Li Weili, Dobbins Sara, Tomlinson Ian, Houlston Richard, Pal Deb K, Strug Lisa J
Division of Biostatistics, Dalla Lana School of Public Health, University of Toronto, Toronto, Ont., Canada.
Hum Hered. 2015;79(1):5-13. doi: 10.1159/000371579. Epub 2015 Feb 3.
Prioritizing individual rare variants within associated genes or regions often consists of an ad hoc combination of statistical and biological considerations.
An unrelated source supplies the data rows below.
//! Downstream destinations for recorded samples

use super::registry::MetricSample;

/// Receives every sample recorded in the registry
///
/// Forwarding is fire-and-forget: the registry logs a returned error and
/// carries on, so a slow or broken sink never fails a `record` call.
pub trait MetricSink: Send + Sync {
    fn name(&self) -> &str;

    fn forward(&self, sample: &MetricSample) -> Result<(), SinkError>;
}

/// Sink that emits each sample as a trace event
#[derive(Debug, Default, Clone, Copy)]
pub struct LogSink;

impl MetricSink for LogSink {
    fn name(&self) -> &str {
        "log"
    }

    fn forward(&self, sample: &MetricSample) -> Result<(), SinkError> {
        tracing::trace!(
            metric = %sample.name,
            value = sample.value,
            timestamp = sample.timestamp,
            tags = ?sample.tags,
            "metric recorded"
        );
        Ok(())
    }
}

/// Sink errors
#[derive(Debug, thiserror::Error)]
pub enum SinkError {
    #[error("Sink unavailable: {0}")]
    Unavailable(String),
}
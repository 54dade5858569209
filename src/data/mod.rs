//! Structured sample data helpers

pub mod path;

pub use path::{nest_dotted, resolve_number, resolve_path, split_path};
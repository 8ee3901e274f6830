//! Dataset extraction.
//!
//! A histogram is fed either a bare series of values or a table of named
//! columns plus a column selector. Missing entries (`NaN` or `None`) are
//! dropped; what remains is the [`Dataset`].

use crate::error::{Error, Result};

/// Column name used when the input is a bare series.
pub const DEFAULT_COLUMN: &str = "x";

/// Named numeric columns.
#[derive(Debug, Clone, Default, PartialEq)]
pub struct Table {
    columns: Vec<(String, Vec<Option<f64>>)>,
}

impl Table {
    /// Create an empty table.
    #[must_use]
    pub fn new() -> Self {
        Self::default()
    }

    /// Add a column; `NaN` entries count as missing.
    #[must_use]
    pub fn column(mut self, name: impl Into<String>, values: &[f64]) -> Self {
        let values = values.iter().map(|&v| if v.is_nan() { None } else { Some(v) }).collect();
        self.columns.push((name.into(), values));
        self
    }

    /// Add a column with explicit missing entries.
    #[must_use]
    pub fn column_opt(mut self, name: impl Into<String>, values: Vec<Option<f64>>) -> Self {
        self.columns.push((name.into(), values));
        self
    }

    /// Look up a column by name.
    #[must_use]
    pub fn get(&self, name: &str) -> Option<&[Option<f64>]> {
        self.columns.iter().find(|(n, _)| n == name).map(|(_, v)| v.as_slice())
    }

    /// Number of columns.
    #[must_use]
    pub fn width(&self) -> usize {
        self.columns.len()
    }

    /// Column names in insertion order.
    pub fn names(&self) -> impl Iterator<Item = &str> {
        self.columns.iter().map(|(n, _)| n.as_str())
    }
}

/// Raw histogram input.
#[derive(Debug, Clone, PartialEq)]
pub enum DataSource {
    /// A bare sequence of values.
    Series(Vec<f64>),
    /// Named columns, selected by column name.
    Table(Table),
}

impl From<Vec<f64>> for DataSource {
    fn from(values: Vec<f64>) -> Self {
        Self::Series(values)
    }
}

impl From<&[f64]> for DataSource {
    fn from(values: &[f64]) -> Self {
        Self::Series(values.to_vec())
    }
}

impl From<Table> for DataSource {
    fn from(table: Table) -> Self {
        Self::Table(table)
    }
}

impl DataSource {
    /// Extract the selected column.
    ///
    /// Returns the dataset and the selector actually used: a series, or a
    /// single-column table whose only column does not match, resolves to
    /// [`DEFAULT_COLUMN`].
    ///
    /// # Errors
    ///
    /// Returns [`Error::InvalidData`] when the selector matches no column of a
    /// multi-column table, or when no value survives missing-value removal.
    pub fn extract(&self, selector: Option<&str>) -> Result<(Dataset, String)> {
        let (values, used): (Vec<f64>, String) = match self {
            Self::Series(values) => {
                (values.iter().copied().filter(|v| !v.is_nan()).collect(), DEFAULT_COLUMN.into())
            }
            Self::Table(table) => match selector.and_then(|s| table.get(s).map(|c| (s, c))) {
                Some((name, column)) => (present(column), name.to_string()),
                None if table.width() == 1 => {
                    let column = table.columns[0].1.as_slice();
                    (present(column), DEFAULT_COLUMN.into())
                }
                None => {
                    return Err(Error::InvalidData(format!(
                        "column {:?} not found (available: {})",
                        selector.unwrap_or(DEFAULT_COLUMN),
                        table.names().collect::<Vec<_>>().join(", ")
                    )))
                }
            },
        };
        Ok((Dataset::new(values)?, used))
    }
}

fn present(column: &[Option<f64>]) -> Vec<f64> {
    column.iter().flatten().copied().filter(|v| !v.is_nan()).collect()
}

/// Non-empty sequence of finite-or-infinite, non-missing values.
#[derive(Debug, Clone, PartialEq)]
pub struct Dataset {
    values: Vec<f64>,
    min: f64,
    max: f64,
}

impl Dataset {
    /// Wrap values, dropping any `NaN`.
    ///
    /// # Errors
    ///
    /// Returns [`Error::InvalidData`] if nothing is left.
    pub fn new(values: Vec<f64>) -> Result<Self> {
        let values: Vec<f64> = values.into_iter().filter(|v| !v.is_nan()).collect();
        if values.is_empty() {
            return Err(Error::InvalidData(
                "no values left after dropping missing entries".to_string(),
            ));
        }
        let min = values.iter().copied().fold(f64::INFINITY, f64::min);
        let max = values.iter().copied().fold(f64::NEG_INFINITY, f64::max);
        Ok(Self { values, min, max })
    }

    /// Values in input order.
    #[must_use]
    pub fn values(&self) -> &[f64] {
        &self.values
    }

    /// Number of values.
    #[must_use]
    pub fn len(&self) -> usize {
        self.values.len()
    }

    /// Always false; kept for API symmetry with slices.
    #[must_use]
    pub fn is_empty(&self) -> bool {
        self.values.is_empty()
    }

    /// Smallest value.
    #[must_use]
    pub fn min(&self) -> f64 {
        self.min
    }

    /// Largest value.
    #[must_use]
    pub fn max(&self) -> f64 {
        self.max
    }

    /// `(min, max)`.
    #[must_use]
    pub fn extent(&self) -> (f64, f64) {
        (self.min, self.max)
    }
}
impl HistogramChart {
    /// Build the engine and chart from construction options.
    ///
    /// # Errors
    ///
    /// Returns an error if the engine cannot be built from `source`.
    pub fn new(source: impl Into<DataSource>, options: &HistogramOptions) -> Result<Self> {
        let engine = HistogramEngine::new(source, options)?;
        Ok(Self::with_engine(engine, options))
    }

    /// Wrap an existing engine, taking presentation settings from `options`.
    #[must_use]
    pub fn with_engine(engine: HistogramEngine, options: &HistogramOptions) -> Self {
        Self {
            engine,
            style: options.style,
            width: options.width,
            height: options.height,
            margin: 40,
            rug: options.rug,
            details: options.details,
        }
    }

    /// Set the plot margin in pixels.
    #[must_use]
    pub fn margin(mut self, margin: u32) -> Self {
        self.margin = margin;
        self
    }

    /// Toggle the rug.
    #[must_use]
    pub fn rug(mut self, rug: bool) -> Self {
        self.rug = rug;
        self
    }

    /// Toggle the detail histogram.
    #[must_use]
    pub fn details(mut self, details: bool) -> Self {
        self.details = details;
        self
    }

    /// Replace the element styles.
    #[must_use]
    pub fn style(mut self, style: ChartStyle) -> Self {
        self.style = style;
        self
    }

    /// The underlying engine.
    #[must_use]
    pub fn engine(&self) -> &HistogramEngine {
        &self.engine
    }

    /// Mutable access to the underlying engine.
    pub fn engine_mut(&mut self) -> &mut HistogramEngine {
        &mut self.engine
    }

    /// Output size in pixels.
    #[must_use]
    pub fn dimensions(&self) -> (u32, u32) {
        (self.width, self.height)
    }

    // ========================================================================
    // Layout
    // ========================================================================

    fn plot_area(&self) -> Result<(f64, f64, f64, f64)> {
        if self.width <= 2 * self.margin || self.height <= 2 * self.margin {
            return Err(Error::InvalidDimensions { width: self.width, height: self.height });
        }
        let m = f64::from(self.margin);
        Ok((m, m, f64::from(self.width) - m, f64::from(self.height) - m))
    }

    /// Fine-grained histogram: one bin per datum over the data extent.
    fn detail_table(&self) -> Result<Option<BinTable>> {
        if !self.details {
            return Ok(None);
        }
        let dataset = self.engine.dataset();
        let spec = BinSpec::Count(dataset.len());
        let binned = binning::histogram(dataset.values(), &spec, dataset.extent(), false)?;
        Ok(Some(BinTable::from_binned(&binned)))
    }

    /// Top of the y domain, before headroom.
    fn y_max(&self, details: Option<&BinTable>) -> f64 {
        let mut max = self.engine.bin_table().max_count();
        if self.engine.outliers() {
            for row in self.engine.outlier_table().rows() {
                if row.is_drawable() {
                    max = max.max(row.count);
                }
            }
        }
        if let Some(details) = details {
            max = max.max(details.max_count() * self.style.details.scale);
        }
        if max > 0.0 {
            max
        } else {
            1.0
        }
    }

    /// Every mark of the current snapshot, in pixel space.
    ///
    /// # Errors
    ///
    /// Returns [`Error::InvalidDimensions`] if the margins leave no plot area.
    pub fn layers(&self) -> Result<ChartLayers> {
        let (left, top, right, bottom) = self.plot_area()?;
        let viewport = self.engine.viewport();
        let xs = LinearScale::widened((viewport.start, viewport.end), (left, right))?;
        let details = self.detail_table()?;
        let y_max = self.y_max(details.as_ref());
        let ys = LinearScale::new((0.0, y_max * Y_HEADROOM), (bottom, top))?;

        let plot = Plot { xs, ys, left, right, top, bottom };
        let mut layers = ChartLayers::default();

        if self.engine.show_limits() {
            let (low, high) = self.engine.limit();
            let (start, end) = (viewport.bounds.0.min(low), viewport.bounds.1.max(high));
            let outer = &self.style.outer_limit_box;
            let inner = &self.style.inner_limit_box;
            layers.limits.extend(plot.band(start, low, outer));
            layers.limits.extend(plot.band(low, high, inner));
            layers.limits.extend(plot.band(high, end, outer));
        }

        if let Some(details) = &details {
            let fill = self.style.details.fill.with_alpha(255);
            let scale = self.style.details.scale;
            for row in details.rows().iter().filter(|r| r.count > 0.0) {
                let scaled = BinRow { count: row.count * scale, ..*row };
                layers.details.extend(plot.bar(&scaled, fill, None, 0.0));
            }
        }

        if self.engine.outliers() {
            let style = &self.style.outlier_bars;
            for row in self.engine.outlier_table().rows() {
                if row.is_drawable() && row.count > 0.0 {
                    layers.marks.extend(plot.styled_bar(&row, style));
                }
            }
        }

        let style = &self.style.bars;
        for row in self.engine.bin_table().rows() {
            if !row.count.is_nan() {
                layers.marks.extend(plot.styled_bar(row, style));
            }
        }

        if self.rug {
            let rug = &self.style.rug;
            let tick_top = ys.scale(self.engine.bin_table().max_count() * rug.height_fraction);
            let color = rug.color.with_opacity(rug.alpha);
            for &v in self.engine.dataset().values() {
                let x = xs.scale(v);
                if (left..=right).contains(&x) {
                    layers.marks.push(Mark::Line {
                        x0: x as f32,
                        y0: bottom as f32,
                        x1: x as f32,
                        y1: tick_top as f32,
                        stroke: color,
                        stroke_width: 1.0,
                    });
                }
            }
        }

        layers.marks.push(plot.line((left, bottom), (right, bottom)));
        layers.marks.push(plot.line((left, bottom), (left, top)));
        Ok(layers)
    }

    // ========================================================================
    // Output
    // ========================================================================

    /// Render to a new framebuffer.
    ///
    /// # Errors
    ///
    /// Returns an error if the dimensions are unusable.
    pub fn to_framebuffer(&self) -> Result<Framebuffer> {
        let layers = self.layers()?;
        let mut fb = Framebuffer::new(self.width, self.height)?;
        fb.clear(self.style.background);

        for mark in &layers.limits {
            mark.draw(&mut fb);
        }
        if !layers.details.is_empty() {
            let mut layer = fb.clone();
            for mark in &layers.details {
                mark.draw(&mut layer);
            }
            fb.blend_over(&layer, self.style.details.fill_alpha)?;
        }
        for mark in &layers.marks {
            mark.draw(&mut fb);
        }
        Ok(fb)
    }

    /// Render to a vector SVG document with viewport labels.
    ///
    /// # Errors
    ///
    /// Returns an error if the dimensions are unusable.
    pub fn to_svg(&self) -> Result<SvgEncoder> {
        let layers = self.layers()?;
        let alpha = self.style.details.fill_alpha;
        let details = layers.details.into_iter().map(|mark| match mark {
            Mark::Rect { x0, y0, x1, y1, fill, stroke, stroke_width } => {
                Mark::Rect { x0, y0, x1, y1, fill: fill.with_opacity(alpha), stroke, stroke_width }
            }
            line @ Mark::Line { .. } => line,
        });

        let mut svg = SvgEncoder::new(self.width, self.height)
            .background(Some(self.style.background));
        for mark in layers.limits.into_iter().chain(details).chain(layers.marks) {
            svg = svg.mark(mark);
        }

        let (left, _, right, bottom) = self.plot_area()?;
        let viewport = self.engine.viewport();
        let label_y = (bottom + f64::from(LABEL_FONT_SIZE) + 4.0) as f32;
        Ok(svg
            .text(
                left as f32,
                label_y,
                &format_tick(viewport.start),
                LABEL_FONT_SIZE,
                Rgba::BLACK,
                TextAnchor::Start,
            )
            .text(
                right as f32,
                label_y,
                &format_tick(viewport.end),
                LABEL_FONT_SIZE,
                Rgba::BLACK,
                TextAnchor::End,
            ))
    }

    /// Render to an SVG document that embeds the framebuffer as a PNG image.
    ///
    /// # Errors
    ///
    /// Returns an error if rendering or PNG encoding fails.
    pub fn to_raster_svg(&self) -> Result<SvgEncoder> {
        SvgEncoder::from_framebuffer(&self.to_framebuffer()?)
    }

    /// Write a PNG file.
    ///
    /// # Errors
    ///
    /// Returns an error if rendering or writing fails.
    pub fn write_png<P: AsRef<Path>>(&self, path: P) -> Result<()> {
        PngEncoder::write_to_file(&self.to_framebuffer()?, path)
    }

    /// Write a vector SVG file.
    ///
    /// # Errors
    ///
    /// Returns an error if rendering or writing fails.
    pub fn write_svg<P: AsRef<Path>>(&self, path: P) -> Result<()> {
        self.to_svg()?.write_to_file(path)
    }
}
//! Rasterization of chart marks.
//!
//! Charts describe themselves as a list of [`Mark`]s in pixel space; the
//! raster backend draws them with [`Drawable`], the vector backend turns the
//! same list into SVG elements.

mod primitives;

pub use primitives::{draw_line, draw_rect, draw_rect_outline, Drawable, Mark};
//! Property tests for the binning engine.
//!
//! Run: cargo test --test histogram_properties

#![allow(clippy::unwrap_used)]

use approx::assert_relative_eq;
use proptest::prelude::*;
use rangehist::binning::{self, BinEstimator, BinSpec, MAX_AUTO_BINS};
use rangehist::prelude::*;

fn values() -> impl Strategy<Value = Vec<f64>> {
    prop::collection::vec(-1.0e3f64..1.0e3, 1..200)
}

fn estimator() -> impl Strategy<Value = BinEstimator> {
    prop_oneof![
        Just(BinEstimator::Auto),
        Just(BinEstimator::Sturges),
        Just(BinEstimator::Sqrt),
        Just(BinEstimator::Rice),
        Just(BinEstimator::Scott),
        Just(BinEstimator::FreedmanDiaconis),
    ]
}

proptest! {
    #![proptest_config(ProptestConfig::with_cases(200))]

    #[test]
    fn prop_explicit_count_over_extent_keeps_every_value(data in values(), n in 1usize..60) {
        let engine = HistogramEngine::new(data.clone(), &HistogramOptions::new().bins(n)).unwrap();

        prop_assert_eq!(engine.bin_count(), n);
        prop_assert_eq!(engine.outlier_table().total(), 0.0);
        prop_assert_eq!(engine.bin_table().total(), data.len() as f64);
    }

    #[test]
    fn prop_counts_plus_outliers_is_dataset_size(
        data in values(),
        low in -1.2e3f64..1.2e3,
        width in 0.1f64..1.0e3,
        n in 1usize..40,
    ) {
        let options = HistogramOptions::new().bins(n).range(low, low + width);
        let engine = HistogramEngine::new(data.clone(), &options).unwrap();

        let total = engine.bin_table().total() + engine.outlier_table().total();
        prop_assert_eq!(total, data.len() as f64);
    }

    #[test]
    fn prop_recompute_is_idempotent(data in values(), spec in estimator()) {
        let mut engine =
            HistogramEngine::new(data, &HistogramOptions::new().bins(spec)).unwrap();
        let bins = engine.bin_table().clone();
        let outliers = *engine.outlier_table();

        engine.recompute_histogram().unwrap();
        prop_assert!(engine.bin_table().bit_eq(&bins));
        prop_assert!(engine.outlier_table().bit_eq(&outliers));
    }

    #[test]
    fn prop_density_has_unit_area(mut data in values(), spec in estimator()) {
        // at least two distinct values
        data.push(data[0] + 1.0);
        let options = HistogramOptions::new().bins(spec).density(true);
        let engine = HistogramEngine::new(data, &options).unwrap();

        let area: f64 = engine.bin_table().rows().iter().map(|r| r.count * r.width).sum();
        assert_relative_eq!(area, 1.0, epsilon = 1e-9);
    }

    #[test]
    fn prop_outlier_bars_are_flush(
        data in values(),
        low in -800.0f64..0.0,
        width in 1.0f64..800.0,
        n in 1usize..30,
    ) {
        let options = HistogramOptions::new().bins(n).range(low, low + width);
        let engine = HistogramEngine::new(data.clone(), &options).unwrap();
        let edges = engine.bin_edges();
        let out = engine.outlier_table();

        prop_assert_eq!(out.low.right.to_bits(), edges[0].to_bits());
        prop_assert_eq!(out.high.left.to_bits(), edges[edges.len() - 1].to_bits());

        let below: Vec<f64> = data.iter().copied().filter(|&v| v < low).collect();
        if below.is_empty() {
            prop_assert!(out.low.left.is_nan());
        } else {
            let min = below.iter().copied().fold(f64::INFINITY, f64::min);
            prop_assert_eq!(out.low.left, min);
            prop_assert_eq!(out.low.count, below.len() as f64);
        }
    }

    #[test]
    fn prop_edges_strictly_increasing(data in values(), spec in estimator()) {
        let dataset = Dataset::new(data).unwrap();
        let edges =
            binning::bin_edges(dataset.values(), &BinSpec::Auto(spec), dataset.extent()).unwrap();

        prop_assert!(edges.len() >= 2);
        prop_assert!(edges.len() - 1 <= MAX_AUTO_BINS);
        prop_assert!(edges.windows(2).all(|w| w[0] < w[1]));
    }

    #[test]
    fn prop_viewport_is_range_plus_one_bin(
        data in values(),
        low in -1.0e3f64..1.0e3,
        width in 0.1f64..1.0e3,
        n in 1usize..12,
    ) {
        let options = HistogramOptions::new().bins(n).range(low, low + width);
        let mut engine = HistogramEngine::new(data, &options).unwrap();
        let (lo, hi) = engine.visible_range();
        let bw = engine.bin_width();

        let vp = engine.viewport();
        prop_assert_eq!((vp.start, vp.end), (lo - bw, hi + bw));

        engine.update_view(ViewRegion::XRange, 0.0, 0).unwrap();
        let (after_lo, after_hi) = engine.visible_range();
        prop_assert!((after_lo - lo).abs() <= 1e-9, "low drifted: {} -> {}", lo, after_lo);
        prop_assert!((after_hi - hi).abs() <= 1e-9, "high drifted: {} -> {}", hi, after_hi);
    }

    #[test]
    fn prop_reset_restores_constructed_range(
        data in values(),
        fraction in -0.2f64..0.5,
        add_bins in -1i32..4,
    ) {
        let mut engine = HistogramEngine::new(data, &HistogramOptions::new().bins(10usize)).unwrap();
        let original = engine.visible_range();

        // a failing narrowing leaves the engine as it was
        let _ = engine.update_view(ViewRegion::XRange, fraction, add_bins);
        engine.update_view(ViewRegion::Reset, 0.0, 0).unwrap();

        prop_assert_eq!(engine.visible_range(), original);
    }
}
From the statistical perspective, rare variants are often ranked using Fisher's exact p values, which can lead to different rankings of the same set of variants depending on whether 1- or 2-sided p values are used.
We propose a likelihood ratio-based measure, maxLRc, for the statistical component of ranking rare variants under a case-control study design that avoids the hypothesis-testing paradigm. We prove analytically that the maxLRc is always well-defined, even when the data has zero cell counts in the 2×2 disease-variant table. Via simulation, we show that the maxLRc outperforms Fisher's exact p values in most practical scenarios considered. Using next-generation sequence data from 27 rolandic epilepsy cases and 200 controls in a region previously shown to be linked to and associated with rolandic epilepsy, we demonstrate that rankings assigned by the maxLRc and exact p values can differ substantially.
The maxLRc provides reliable statistical prioritization of rare variants using only the observed data, avoiding the need to specify parameters associated with hypothesis testing that can result in ranking discrepancies across p value procedures; and it is applicable to common variant prioritization.
在相关基因或区域内对个体罕见变异进行优先级排序通常由统计和生物学考量的临时组合构成。从统计学角度来看,罕见变异通常使用费舍尔精确p值进行排序,这可能会导致同一组变异根据使用单侧还是双侧p值而产生不同的排序。
我们提出了一种基于似然比的度量方法maxLRc,用于在病例对照研究设计下对罕见变异进行排序的统计部分,该方法避免了假设检验范式。我们通过分析证明,即使在2×2疾病-变异表中的数据单元格计数为零时,maxLRc也始终定义明确。通过模拟,我们表明在大多数考虑的实际场景中,maxLRc优于费舍尔精确p值。使用来自27例罗兰多癫痫病例和200例对照的下一代测序数据,在先前显示与罗兰多癫痫相关联的一个区域中,我们证明了maxLRc和精确p值给出的排序可能存在显著差异。
maxLRc仅使用观测数据就为罕见变异提供了可靠的统计优先级排序,避免了指定与假设检验相关的参数,这些参数可能导致不同p值程序之间的排序差异;并且它适用于常见变异的优先级排序。